Esa naturaleza moral que heredó Adán, actúa como una "ley" o como
una regla de conducta, en personas de toda raza y nacionalidad, que permite
examinarse y juzgarse a si mismos. Nuestros primeros padres, demostraron que
poseían la conciencia, pues tan pronto como desobedecieron a la ley de Dios, se
escondieron. Tenemos otro ejemplo de en que manera funciona la conciencia;
cuando el rey David comprendió que había pecado escribió el Salmo 51
una confesión de su pecado.
También la conciencia nos advierte y nos da avisos cuando tenemos que tomar una
decisión de carácter moral o de justicia. Fue precisamente lo que le ayudó a
José a salir corriendo ante los "ataques" de la mujer de Potifar. Es
muy importante que eduquemos nuestras conciencias para tomarla como una guía y no-solo
para que nos juzgue.
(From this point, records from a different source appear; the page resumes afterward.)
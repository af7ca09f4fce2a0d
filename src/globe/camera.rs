use glam::DVec3;

/// A ray in world space. `dir` is normalized.
#[derive(Clone, Copy, Debug, PartialEq)]
pub struct Ray {
    pub origin: DVec3,
    pub dir: DVec3,
}

impl Ray {
    pub fn at(&self, t: f64) -> DVec3 {
        self.origin + self.dir * t
    }
}

/// Perspective camera on the +Z axis looking at the origin.
/// Screen coordinates are canvas pixels with y growing downward.
#[derive(Clone, Debug)]
pub struct Camera {
    pub position: DVec3,
    /// tan(fov_y / 2)
    half_height: f64,
    pub width: usize,
    pub height: usize,
}

impl Camera {
    pub fn new(distance: f64, fov_y_deg: f64, width: usize, height: usize) -> Self {
        Self {
            position: DVec3::new(0.0, 0.0, distance),
            half_height: (fov_y_deg.to_radians() / 2.0).tan(),
            width,
            height,
        }
    }

    /// Track the canvas size (aspect ratio follows it)
    pub fn set_size(&mut self, width: usize, height: usize) {
        self.width = width;
        self.height = height;
    }

    #[inline]
    fn aspect(&self) -> f64 {
        if self.height == 0 {
            1.0
        } else {
            self.width as f64 / self.height as f64
        }
    }

    /// Pixel → normalized device coordinates in [-1, 1], +y up.
    pub fn to_ndc(&self, px: f64, py: f64) -> (f64, f64) {
        let w = self.width.max(1) as f64;
        let h = self.height.max(1) as f64;
        (px / w * 2.0 - 1.0, -(py / h) * 2.0 + 1.0)
    }

    /// Ray from the camera through a canvas pixel.
    pub fn ray_through(&self, px: f64, py: f64) -> Ray {
        let (nx, ny) = self.to_ndc(px, py);
        let dir = DVec3::new(nx * self.half_height * self.aspect(), ny * self.half_height, -1.0);
        Ray {
            origin: self.position,
            dir: dir.normalize(),
        }
    }

    /// Project a world point to canvas pixels. `None` behind the camera.
    pub fn project(&self, p: DVec3) -> Option<(f64, f64)> {
        let rel = p - self.position;
        let depth = -rel.z;
        if depth <= 1e-9 {
            return None;
        }
        let nx = rel.x / depth / (self.half_height * self.aspect());
        let ny = rel.y / depth / self.half_height;
        let px = (nx + 1.0) / 2.0 * self.width as f64;
        let py = (1.0 - ny) / 2.0 * self.height as f64;
        Some((px, py))
    }

    /// Screen radius in pixels of the silhouette of a sphere of `radius`
    /// centered at the origin.
    pub fn silhouette_radius(&self, radius: f64) -> f64 {
        let d = self.position.length();
        if radius >= d {
            return self.height as f64;
        }
        let angle = (radius / d).asin();
        angle.tan() / self.half_height * self.height as f64 / 2.0
    }

    /// Pixel size of a world-space length at the depth of `p`.
    pub fn pixels_at(&self, p: DVec3, length: f64) -> f64 {
        let depth = (self.position - p).z.max(1e-9);
        length / depth / self.half_height * self.height as f64 / 2.0
    }

    /// Whether a point on a sphere centered at the origin faces the camera.
    #[inline]
    pub fn faces(&self, p: DVec3) -> bool {
        p.dot(self.position - p) > 0.0
    }
}

#[cfg(test)]
mod tests {
    use super::*;

    const EPS: f64 = 1e-9;

    #[test]
    fn test_center_pixel_ray_points_at_origin() {
        let cam = Camera::new(3.0, 45.0, 200, 100);
        let ray = cam.ray_through(100.0, 50.0);
        assert!((ray.dir - DVec3::NEG_Z).length() < EPS);
        assert!((ray.origin.z - 3.0).abs() < EPS);
    }

    #[test]
    fn test_project_then_ray_hits_point() {
        let cam = Camera::new(3.0, 45.0, 160, 120);
        let p = DVec3::new(0.4, -0.3, 0.8);
        let (px, py) = cam.project(p).unwrap();
        let ray = cam.ray_through(px, py);
        let to_p = (p - ray.origin).normalize();
        assert!((to_p - ray.dir).length() < 1e-9);
    }

    #[test]
    fn test_project_origin_is_center() {
        let cam = Camera::new(3.0, 45.0, 80, 40);
        let (px, py) = cam.project(DVec3::ZERO).unwrap();
        assert!((px - 40.0).abs() < EPS);
        assert!((py - 20.0).abs() < EPS);
    }

    #[test]
    fn test_behind_camera_not_projected() {
        let cam = Camera::new(3.0, 45.0, 80, 40);
        assert!(cam.project(DVec3::new(0.0, 0.0, 4.0)).is_none());
    }

    #[test]
    fn test_silhouette_fits_in_view() {
        let cam = Camera::new(3.0, 45.0, 100, 100);
        let r = cam.silhouette_radius(1.0);
        assert!(r > 30.0 && r < 50.0, "radius {r}");
        assert!(cam.silhouette_radius(1.05) > r);
    }

    #[test]
    fn test_faces_front_and_back() {
        let cam = Camera::new(3.0, 45.0, 100, 100);
        assert!(cam.faces(DVec3::Z));
        assert!(!cam.faces(DVec3::NEG_Z));
        // Limb from distance 3 is slightly in front of the z=0 plane
        assert!(!cam.faces(DVec3::X));
    }
}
Seguramente que debido al pecado puede que nuestra
conciencia se haya vuelto insensible y que ya no funcione como Dios se propuse
en un principio. Además hay factores que pueden influir en nuestra conciencia,
como nuestra crianza, costumbre, y el ambiente que nos rodea, ya que hoy en día
a lo malo se le dice bueno y a lo bueno se dice malo.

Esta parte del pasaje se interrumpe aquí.